• _What you will do_
A single number is required: how many lines of the listing below include the word "String".

#####

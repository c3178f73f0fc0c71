use thiserror::Error;

/// Top-level error type for the `pifleet-api` crate.
///
/// Covers every failure mode of a single request/response cycle against
/// one appliance. `pifleet-core` folds these into instance statuses and
/// action results; nothing here ever reaches an operator unattributed.
#[derive(Debug, Error)]
pub enum Error {
    // ── Authentication ──────────────────────────────────────────────
    /// The appliance rejected the credential or session (HTTP 401/403).
    #[error("Authentication failed: {message}")]
    Authentication { message: String },

    // ── Transport ───────────────────────────────────────────────────
    /// HTTP transport error (connection refused, DNS failure, etc.)
    #[error("HTTP transport error: {0}")]
    Transport(#[from] reqwest::Error),

    /// URL parsing or construction error.
    #[error("Invalid URL: {0}")]
    InvalidUrl(#[from] url::ParseError),

    /// Request timed out.
    #[error("Request timed out after {timeout_secs}s")]
    Timeout { timeout_secs: u64 },

    /// TLS setup or certificate error.
    #[error("TLS error: {0}")]
    Tls(String),

    // ── Protocol ────────────────────────────────────────────────────
    /// Non-2xx response that is not an authentication rejection.
    #[error("Appliance API error (HTTP {status}): {message}")]
    Api { status: u16, message: String },

    /// JSON deserialization failed, with the raw body for debugging.
    #[error("Deserialization error: {message}")]
    Deserialization { message: String, body: String },

    /// A well-formed response lacked a field the protocol requires.
    #[error("Response is missing the `{field}` field")]
    MissingField { field: &'static str },
}

impl Error {
    /// Returns `true` if the appliance itself rejected the credential.
    pub fn is_auth_rejected(&self) -> bool {
        matches!(self, Self::Authentication { .. })
    }

    /// Returns `true` for refused connections, unreachable hosts and
    /// timeouts: the "appliance is probably down" family.
    pub fn is_connectivity(&self) -> bool {
        match self {
            Self::Transport(e) => e.is_connect() || e.is_timeout(),
            Self::Timeout { .. } => true,
            _ => false,
        }
    }

    /// HTTP status attached to this error, if any.
    pub fn status(&self) -> Option<u16> {
        match self {
            Self::Api { status, .. } => Some(*status),
            Self::Transport(e) => e.status().map(|s| s.as_u16()),
            _ => None,
        }
    }
}

#[cfg(test)]
mod tests {
    use super::Error;

    #[test]
    fn auth_rejection_is_not_connectivity() {
        let err = Error::Authentication {
            message: "HTTP 401".into(),
        };
        assert!(err.is_auth_rejected());
        assert!(!err.is_connectivity());
    }

    #[test]
    fn timeout_counts_as_connectivity() {
        assert!(Error::Timeout { timeout_secs: 3 }.is_connectivity());
    }

    #[test]
    fn api_error_exposes_status() {
        let err = Error::Api {
            status: 502,
            message: "bad gateway".into(),
        };
        assert_eq!(err.status(), Some(502));
        assert!(!err.is_connectivity());
    }
}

#####

• _Exercise solution_
4